The importance of family medical history

The necessity of family medical history for adoptees has long been a unifying point, around which even people who don't otherwise support disclosure or reunion could rally. For a long time its importance was unquestioned. Yet in recent online discussions about adoption disclosure, I have encountered a new challenge to this argument.

The following are actual user comments from a couple of recent stories in Ontario newspapers about adoption disclosure and disclosure for donor-conceived adults, and illustrate the argument:

“The idea that knowing your unknown father's medical history is going to be of any significant value is incorrect. So he had high blood pressure; what are you going to do? Start taking blood pressure medicine prophylactically? All you need to know for personalized medicine is in your own genes, not your father's.”

— Dr Dr, "Parentage is about more than DNA", Globe and Mail, October 28, 2010

“These days anyone can pay $500 and get their genome decoded, which includes a summary of your genetic risk for many diseases, and in many cases match you with genetic relatives if you opt for that. Just go to 23andme.com or similar services. The medical history reason to contact birth parents doesn't hold much water any more. The answer to what you are at risk for is in your own cells just waiting to be decoded, and the breadth and depth of what genetic testing technology can tell you these days is expanding rapidly and the price is dropping. Considering 10% or more of kids aren't fathered by the person who is supposedly their father, genomic testing is a much more accurate approach.”
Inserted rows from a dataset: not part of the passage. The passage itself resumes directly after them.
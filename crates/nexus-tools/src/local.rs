//! Local tool provider with explicit schema registration.
//!
//! Each local tool declares its name, description, and parameter list
//! up front; the JSON Schema handed to the LLM is a straight transform
//! of that declaration. Handlers are plain functions over JSON
//! arguments returning a string result.

use async_trait::async_trait;
use serde_json::{json, Map, Value};
use std::collections::HashMap;
use std::sync::Arc;
use tracing::{debug, warn};

use crate::error::{ToolError, ToolResult};
use crate::provider::{ToolProvider, ToolSpec};

/// JSON-schema-level type of a tool parameter.
#[derive(Debug, Clone, Copy, PartialEq, Eq)]
pub enum ParameterKind {
    /// A string value.
    String,
    /// An integer value.
    Integer,
    /// A floating-point number.
    Number,
    /// A boolean.
    Boolean,
    /// An arbitrary JSON object.
    Object,
    /// A JSON array.
    Array,
}

impl ParameterKind {
    /// The JSON Schema `type` keyword for this kind.
    #[must_use]
    pub fn schema_type(&self) -> &'static str {
        match self {
            Self::String => "string",
            Self::Integer => "integer",
            Self::Number => "number",
            Self::Boolean => "boolean",
            Self::Object => "object",
            Self::Array => "array",
        }
    }
}

/// Declared parameter of a local tool.
#[derive(Debug, Clone)]
pub struct ToolParameter {
    /// Parameter name.
    pub name: String,
    /// JSON-schema type.
    pub kind: ParameterKind,
    /// Whether the parameter must be provided.
    pub required: bool,
    /// Description shown to the LLM.
    pub description: Option<String>,
}

impl ToolParameter {
    /// A required parameter.
    pub fn required(name: impl Into<String>, kind: ParameterKind) -> Self {
        Self {
            name: name.into(),
            kind,
            required: true,
            description: None,
        }
    }

    /// An optional parameter.
    pub fn optional(name: impl Into<String>, kind: ParameterKind) -> Self {
        Self {
            name: name.into(),
            kind,
            required: false,
            description: None,
        }
    }

    /// Attach a description.
    #[must_use]
    pub fn with_description(mut self, description: impl Into<String>) -> Self {
        self.description = Some(description.into());
        self
    }
}

/// Handler invoked with the tool's JSON arguments.
pub type LocalToolHandler = Arc<dyn Fn(&Value) -> ToolResult<String> + Send + Sync>;

/// A locally registered tool.
#[derive(Clone)]
pub struct LocalTool {
    /// Tool name.
    pub name: String,
    /// Description shown to the LLM.
    pub description: String,
    /// Declared parameters.
    pub parameters: Vec<ToolParameter>,
    /// The function to invoke.
    pub handler: LocalToolHandler,
}

impl std::fmt::Debug for LocalTool {
    fn fmt(&self, f: &mut std::fmt::Formatter<'_>) -> std::fmt::Result {
        f.debug_struct("LocalTool")
            .field("name", &self.name)
            .field("parameters", &self.parameters)
            .finish_non_exhaustive()
    }
}

impl LocalTool {
    /// Create a tool with a handler.
    pub fn new(
        name: impl Into<String>,
        description: impl Into<String>,
        parameters: Vec<ToolParameter>,
        handler: impl Fn(&Value) -> ToolResult<String> + Send + Sync + 'static,
    ) -> Self {
        Self {
            name: name.into(),
            description: description.into(),
            parameters,
            handler: Arc::new(handler),
        }
    }

    /// Emit the JSON Schema for this tool's input.
    #[must_use]
    pub fn input_schema(&self) -> Value {
        let mut properties = Map::new();
        let mut required = Vec::new();

        for parameter in &self.parameters {
            let mut schema = Map::new();
            schema.insert(
                "type".to_string(),
                Value::String(parameter.kind.schema_type().to_string()),
            );
            if let Some(description) = &parameter.description {
                schema.insert(
                    "description".to_string(),
                    Value::String(description.clone()),
                );
            }
            properties.insert(parameter.name.clone(), Value::Object(schema));

            if parameter.required {
                required.push(Value::String(parameter.name.clone()));
            }
        }

        let mut schema = json!({
            "type": "object",
            "properties": properties,
        });
        if !required.is_empty() {
            schema["required"] = Value::Array(required);
        }
        schema
    }
}

/// Tool provider for locally registered functions.
pub struct LocalToolProvider {
    tools: HashMap<String, LocalTool>,
}

impl std::fmt::Debug for LocalToolProvider {
    fn fmt(&self, f: &mut std::fmt::Formatter<'_>) -> std::fmt::Result {
        f.debug_struct("LocalToolProvider")
            .field("tool_count", &self.tools.len())
            .finish()
    }
}

impl LocalToolProvider {
    /// Create a provider from a set of tools.
    #[must_use]
    pub fn new(tools: Vec<LocalTool>) -> Self {
        let tools = tools
            .into_iter()
            .map(|tool| (tool.name.clone(), tool))
            .collect::<HashMap<_, _>>();
        debug!(tool_count = tools.len(), "Local tool provider initialized");
        Self { tools }
    }

    /// Names of all registered tools.
    #[must_use]
    pub fn tool_names(&self) -> Vec<String> {
        self.tools.keys().cloned().collect()
    }

    /// Check that all required parameters are present.
    fn validate_arguments(tool: &LocalTool, arguments: &Value) -> ToolResult<()> {
        let missing: Vec<&str> = tool
            .parameters
            .iter()
            .filter(|p| p.required && arguments.get(&p.name).is_none())
            .map(|p| p.name.as_str())
            .collect();

        if missing.is_empty() {
            Ok(())
        } else {
            Err(ToolError::InvalidArguments {
                name: tool.name.clone(),
                reason: format!("missing required parameters: {}", missing.join(", ")),
            })
        }
    }
}

#[async_trait]
impl ToolProvider for LocalToolProvider {
    fn provider_name(&self) -> &str {
        "local"
    }

    async fn tool_definitions(&self) -> Vec<ToolSpec> {
        self.tools
            .values()
            .map(|tool| ToolSpec {
                name: tool.name.clone(),
                description: Some(tool.description.clone()),
                input_schema: tool.input_schema(),
            })
            .collect()
    }

    async fn execute(&self, tool_name: &str, arguments: Value) -> ToolResult<String> {
        let Some(tool) = self.tools.get(tool_name) else {
            return Err(ToolError::NotFound {
                name: tool_name.to_string(),
            });
        };

        Self::validate_arguments(tool, &arguments)?;

        debug!(tool = tool_name, "Executing local tool");
        match (tool.handler)(&arguments) {
            Ok(result) => Ok(result),
            Err(e) => {
                warn!(tool = tool_name, error = %e, "Local tool failed");
                Err(e)
            },
        }
    }
}

#[cfg(test)]
mod tests {
    use super::*;

    fn greet_tool() -> LocalTool {
        LocalTool::new(
            "greet",
            "Greet someone by name",
            vec![
                ToolParameter::required("name", ParameterKind::String)
                    .with_description("Person's name"),
                ToolParameter::optional("greeting", ParameterKind::String),
            ],
            |args| {
                let name = args["name"].as_str().unwrap_or("world");
                let greeting = args
                    .get("greeting")
                    .and_then(Value::as_str)
                    .unwrap_or("Hello");
                Ok(format!("{greeting}, {name}!"))
            },
        )
    }

    #[test]
    fn test_schema_emission() {
        let schema = greet_tool().input_schema();
        assert_eq!(schema["type"], "object");
        assert_eq!(schema["properties"]["name"]["type"], "string");
        assert_eq!(
            schema["properties"]["name"]["description"],
            "Person's name"
        );
        assert_eq!(schema["required"], json!(["name"]));
    }

    #[tokio::test]
    async fn test_execute_with_defaults() {
        let provider = LocalToolProvider::new(vec![greet_tool()]);
        let result = provider
            .execute("greet", json!({"name": "Ada"}))
            .await
            .unwrap();
        assert_eq!(result, "Hello, Ada!");
    }

    #[tokio::test]
    async fn test_missing_required_parameter() {
        let provider = LocalToolProvider::new(vec![greet_tool()]);
        let result = provider.execute("greet", json!({})).await;
        assert!(matches!(result, Err(ToolError::InvalidArguments { .. })));
    }

    #[tokio::test]
    async fn test_unknown_tool() {
        let provider = LocalToolProvider::new(vec![]);
        let result = provider.execute("ghost", json!({})).await;
        assert!(matches!(result, Err(ToolError::NotFound { .. })));
    }

    #[tokio::test]
    async fn test_definitions_include_all_tools() {
        let provider = LocalToolProvider::new(vec![greet_tool()]);
        let defs = provider.tool_definitions().await;
        assert_eq!(defs.len(), 1);
        assert_eq!(defs[0].name, "greet");
    }
}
— Pragmatica, "Adoptees can find mom but not dad", Toronto Star, December 10, 2009

Let's be very clear here: DNA testing for medical prognostication is in its infancy. It is no substitute for authentic medical information from actual blood relatives. You would not expect people testing the safety of cars to work only from the blueprints: they need live data from road tests, crashes, etc. And that is what DNA is: a blueprint.

And my car analogy even involves a blueprint designed by humans, which a knowledgeable engineer can fully understand! No one fully understands our DNA, and we are only now discovering the genetic basis of all kinds of diseases. What if it takes another 50 years of research to establish the genetic link between a certain string of DNA and a rare disease, a disease you might never even hear of heard of if you had family medical information?

More subtle is the fact that many published statistical associations between DNA variants and actual medical outcomes are at worst just wrong and at best offer little predictive value.

As a customer of genetic testing companies (including 23andme) and someone with a science background, I don't dispute the importance of genetic testing. But it is best used as a supplement, and not a replacement, for accurate personal medical information.